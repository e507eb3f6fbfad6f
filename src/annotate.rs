//! Z-projection overview
//!
//! Maximum-intensity projection of one channel, contrast stretched, with
//! every final crop box outlined. Written as
//! `<out>/zprojection/<prefix>_Zprojection.png`.

use std::path::{Path, PathBuf};

use image::{Rgb, RgbImage};
use imageproc::drawing::draw_hollow_rect_mut;
use imageproc::rect::Rect;
use thiserror::Error;

use crate::autocrop::{BoxSet, CropBox};
use crate::volume::{max_projection, to_8bit, Volume};

/// Sub-directory of the output folder holding the overviews
pub const ZPROJECTION_DIR: &str = "zprojection";

/// Outline color of the crop boxes
const BOX_COLOR: Rgb<u8> = Rgb([255, 0, 0]);

/// Annotation error types
#[derive(Debug, Error)]
pub enum AnnotateError {
    #[error("Nothing to project: empty volume")]
    EmptyVolume,

    #[error("Image encoding error: {0}")]
    Image(#[from] image::ImageError),

    #[error("IO error: {0}")]
    IoError(#[from] std::io::Error),
}

pub type Result<T> = std::result::Result<T, AnnotateError>;

/// Path of the overview of `prefix`
pub fn projection_path(output_dir: &Path, prefix: &str) -> PathBuf {
    output_dir
        .join(ZPROJECTION_DIR)
        .join(format!("{}_Zprojection.png", prefix))
}

/// Render the annotated projection of `channel`
pub fn render_projection(channel: &Volume<u16>, boxes: &BoxSet) -> Result<RgbImage> {
    if channel.is_empty() {
        return Err(AnnotateError::EmptyVolume);
    }

    // stretch on the projection itself so faint stacks stay visible
    let projection = to_8bit(&max_projection(channel), u16::BITS as u8);
    let (w, h) = (projection.width() as u32, projection.height() as u32);

    let mut img = RgbImage::from_fn(w, h, |x, y| {
        let v = projection.get(x as usize, y as usize, 0);
        Rgb([v, v, v])
    });

    for (label, crop_box) in boxes.iter() {
        match outline(crop_box, w, h) {
            Some(rect) => draw_hollow_rect_mut(&mut img, rect, BOX_COLOR),
            None => tracing::debug!(label, crop_box = %crop_box, "box outside projection"),
        }
    }

    Ok(img)
}

/// Render and save the overview; returns the written path
pub fn write_projection(
    channel: &Volume<u16>,
    boxes: &BoxSet,
    output_dir: &Path,
    prefix: &str,
) -> Result<PathBuf> {
    let img = render_projection(channel, boxes)?;
    let path = projection_path(output_dir, prefix);
    if let Some(parent) = path.parent() {
        std::fs::create_dir_all(parent)?;
    }
    img.save(&path)?;
    Ok(path)
}

/// Rectangle of the box footprint clipped to the image
fn outline(crop_box: &CropBox, width: u32, height: u32) -> Option<Rect> {
    if crop_box.is_empty() {
        return None;
    }
    let x0 = crop_box.x_min.max(0);
    let y0 = crop_box.y_min.max(0);
    let x1 = crop_box.x_max.min(width as i32);
    let y1 = crop_box.y_max.min(height as i32);
    if x1 <= x0 || y1 <= y0 {
        return None;
    }
    Some(Rect::at(x0, y0).of_size((x1 - x0) as u32, (y1 - y0) as u32))
}

#[cfg(test)]
mod tests {
    use super::*;
    use crate::volume::Extent;
    use tempfile::tempdir;

    fn channel() -> Volume<u16> {
        let mut vol = Volume::filled(Extent::new(20, 16, 3), 100u16);
        vol.set(10, 8, 2, 4000);
        vol
    }

    #[test]
    fn test_projection_is_stretched() {
        let img = render_projection(&channel(), &BoxSet::new()).unwrap();
        assert_eq!(img.dimensions(), (20, 16));
        assert_eq!(img.get_pixel(10, 8), &Rgb([255, 255, 255]));
        assert_eq!(img.get_pixel(0, 0), &Rgb([0, 0, 0]));
    }

    #[test]
    fn test_boxes_are_outlined() {
        let mut boxes = BoxSet::new();
        boxes.insert(1, CropBox::new(2, 8, 3, 9, 0, 3));
        let img = render_projection(&channel(), &boxes).unwrap();
        assert_eq!(img.get_pixel(2, 3), &BOX_COLOR);
        assert_eq!(img.get_pixel(7, 8), &BOX_COLOR);
        assert_eq!(img.get_pixel(5, 5), &Rgb([0, 0, 0]));
    }

    #[test]
    fn test_outline_clipping() {
        let partly = CropBox::new(15, 30, -2, 4, 0, 1);
        let rect = outline(&partly, 20, 16).unwrap();
        assert_eq!((rect.left(), rect.top(), rect.width(), rect.height()), (15, 0, 5, 4));
        assert!(outline(&CropBox::new(25, 30, 0, 4, 0, 1), 20, 16).is_none());
        assert!(outline(&CropBox::EMPTY, 20, 16).is_none());
    }

    #[test]
    fn test_write_projection() {
        let dir = tempdir().unwrap();
        let path = write_projection(&channel(), &BoxSet::new(), dir.path(), "img").unwrap();
        assert_eq!(path, dir.path().join("zprojection").join("img_Zprojection.png"));
        assert!(path.is_file());
    }

    #[test]
    fn test_empty_channel() {
        let empty = Volume::<u16>::new(0, 0, 0);
        assert!(matches!(
            render_projection(&empty, &BoxSet::new()),
            Err(AnnotateError::EmptyVolume)
        ));
    }
}
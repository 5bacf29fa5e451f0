//! Axis-aligned image regions.

use nalgebra::Point2;

/// Axis-aligned rectangle in pixel coordinates.
///
/// Containment is half-open: a point on the left/top edge is inside, a point
/// on the right/bottom edge is not. This matches OpenCV's `Rect::contains`,
/// which the detection boxes originate from.
#[derive(Debug, Clone, Copy, PartialEq)]
pub struct Roi {
    pub x: f64,
    pub y: f64,
    pub width: f64,
    pub height: f64,
}

impl Roi {
    pub fn new(x: f64, y: f64, width: f64, height: f64) -> Self {
        Self {
            x,
            y,
            width,
            height,
        }
    }

    #[inline]
    pub fn contains(&self, pt: &Point2<f64>) -> bool {
        self.x <= pt.x
            && pt.x < self.x + self.width
            && self.y <= pt.y
            && pt.y < self.y + self.height
    }

    /// Shrink the rectangle symmetrically: each side moves inward by
    /// `factor / 2` of the corresponding dimension.
    pub fn shrunk(&self, factor: f64) -> Self {
        Self {
            x: self.x + factor * self.width / 2.0,
            y: self.y + factor * self.height / 2.0,
            width: self.width * (1.0 - factor),
            height: self.height * (1.0 - factor),
        }
    }

    pub fn area(&self) -> f64 {
        self.width.max(0.0) * self.height.max(0.0)
    }
}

> [What to work on]
All entries above are to be transcribed verbatim.

> [Result of the exercise]
repository e507eb3f6fbfad6f
filename src/annotate.rs
//! Z-projection overview
//!
//! Maximum-intensity projection of one channel, contrast stretched, with
//! every final crop box outlined. Written as
//! `<out>/zprojection/<prefix>_Zprojection.png`.

use std::path::{Path, PathBuf};

use image::{Rgb, RgbImage};
use imageproc::drawing::draw_hollow_rect_mut;
use imageproc::rect::Rect;
use thiserror::Error;

use crate::autocrop::{BoxSet, CropBox};
use crate::volume::{max_projection, to_8bit, Volume};

/// Sub-directory of the output folder holding the overviews
pub const ZPROJECTION_DIR: &str = "zprojection";

/// Outline color of the crop boxes
const BOX_COLOR: Rgb<u8> = Rgb([255, 0, 0]);

/// Annotation error types
#[derive(Debug, Error)]
pub enum AnnotateError {
    #[error("Nothing to project: empty volume")]
    EmptyVolume,

    #[error("Image encoding error: {0}")]
    Image(#[from] image::ImageError),

    #[error("IO error: {0}")]
    IoError(#[from] std::io::Error),
}

pub type Result<T> = std::result::Result<T, AnnotateError>;

/// Path of the overview of `prefix`
pub fn projection_path(output_dir: &Path, prefix: &str) -> PathBuf {
    output_dir
        .join(ZPROJECTION_DIR)
        .join(format!("{}_Zprojection.png", prefix))
}

/// Render the annotated projection of `channel`
pub fn render_projection(channel: &Volume<u16>, boxes: &BoxSet) -> Result<RgbImage> {
    if channel.is_empty() {
        return Err(AnnotateError::EmptyVolume);
    }

    // stretch on the projection itself so faint stacks stay visible
    let projection = to_8bit(&max_projection(channel), u16::BITS as u8);
    let (w, h) = (projection.width() as u32, projection.height() as u32);

    let mut img = RgbImage::from_fn(w, h, |x, y| {
        let v = projection.get(x as usize, y as usize, 0);
        Rgb([v, v, v])
    });

    for (label, crop_box) in boxes.iter() {
        match outline(crop_box, w, h) {
            Some(rect) => draw_hollow_rect_mut(&mut img, rect, BOX_COLOR),
            None => tracing::debug!(label, crop_box = %crop_box, "box outside projection"),
        }
    }

    Ok(img)
}

/// Render and save the overview; returns the written path
pub fn write_projection(
    channel: &Volume<u16>,
    boxes: &BoxSet,
    output_dir: &Path,
    prefix: &str,
) -> Result<PathBuf> {
    let img = render_projection(channel, boxes)?;
    let path = projection_path(output_dir, prefix);
    if let Some(parent) = path.parent() {
        std::fs::create_dir_all(parent)?;
    }
    img.save(&path)?;
    Ok(path)
}

/// Rectangle of the box footprint clipped to the image
fn outline(crop_box: &CropBox, width: u32, height: u32) -> Option<Rect> {
    if crop_box.is_empty() {
        return None;
    }
    let x0 = crop_box.x_min.max(0);
    let y0 = crop_box.y_min.max(0);
    let x1 = crop_box.x_max.min(width as i32);
    let y1 = crop_box.y_max.min(height as i32);
    if x1 <= x0 || y1 <= y0 {
        return None;
    }
    Some(Rect::at(x0, y0).of_size((x1 - x0) as u32, (y1 - y0) as u32))
}

#[cfg(test)]
mod tests {
    use super::*;
    use crate::volume::Extent;
    use tempfile::tempdir;

    fn channel() -> Volume<u16> {
        let mut vol = Volume::filled(Extent::new(20, 16, 3), 100u16);
        vol.set(10, 8, 2, 4000);
        vol
    }

    #[test]
    fn test_projection_is_stretched() {
        let img = render_projection(&channel(), &BoxSet::new()).unwrap();
        assert_eq!(img.dimensions(), (20, 16));
        assert_eq!(img.get_pixel(10, 8), &Rgb([255, 255, 255]));
        assert_eq!(img.get_pixel(0, 0), &Rgb([0, 0, 0]));
    }

    #[test]
    fn test_boxes_are_outlined() {
        let mut boxes = BoxSet::new();
        boxes.insert(1, CropBox::new(2, 8, 3, 9, 0, 3));
        let img = render_projection(&channel(), &boxes).unwrap();
        assert_eq!(img.get_pixel(2, 3), &BOX_COLOR);
        assert_eq!(img.get_pixel(7, 8), &BOX_COLOR);
        assert_eq!(img.get_pixel(5, 5), &Rgb([0, 0, 0]));
    }

    #[test]
    fn test_outline_clipping() {
        let partly = CropBox::new(15, 30, -2, 4, 0, 1);
        let rect = outline(&partly, 20, 16).unwrap();
        assert_eq!((rect.left(), rect.top(), rect.width(), rect.height()), (15, 0, 5, 4));
        assert!(outline(&CropBox::new(25, 30, 0, 4, 0, 1), 20, 16).is_none());
        assert!(outline(&CropBox::EMPTY, 20, 16).is_none());
    }

    #[test]
    fn test_write_projection() {
        let dir = tempdir().unwrap();
        let path = write_projection(&channel(), &BoxSet::new(), dir.path(), "img").unwrap();
        assert_eq!(path, dir.path().join("zprojection").join("img_Zprojection.png"));
        assert!(path.is_file());
    }

    #[test]
    fn test_empty_channel() {
        let empty = Volume::<u16>::new(0, 0, 0);
        assert!(matches!(
            render_projection(&empty, &BoxSet::new()),
            Err(AnnotateError::EmptyVolume)
        ));
    }
}
repository 5bacf29fa5e451f0
//! Axis-aligned image regions.

use nalgebra::Point2;

/// Axis-aligned rectangle in pixel coordinates.
///
/// Containment is half-open: a point on the left/top edge is inside, a point
/// on the right/bottom edge is not. This matches OpenCV's `Rect::contains`,
/// which the detection boxes originate from.
#[derive(Debug, Clone, Copy, PartialEq)]
pub struct Roi {
    pub x: f64,
    pub y: f64,
    pub width: f64,
    pub height: f64,
}

impl Roi {
    pub fn new(x: f64, y: f64, width: f64, height: f64) -> Self {
        Self {
            x,
            y,
            width,
            height,
        }
    }

    #[inline]
    pub fn contains(&self, pt: &Point2<f64>) -> bool {
        self.x <= pt.x
            && pt.x < self.x + self.width
            && self.y <= pt.y
            && pt.y < self.y + self.height
    }

    /// Shrink the rectangle symmetrically: each side moves inward by
    /// `factor / 2` of the corresponding dimension.
    pub fn shrunk(&self, factor: f64) -> Self {
        Self {
            x: self.x + factor * self.width / 2.0,
            y: self.y + factor * self.height / 2.0,
            width: self.width * (1.0 - factor),
            height: self.height * (1.0 - factor),
        }
    }

    pub fn area(&self) -> f64 {
        self.width.max(0.0) * self.height.max(0.0)
    }
}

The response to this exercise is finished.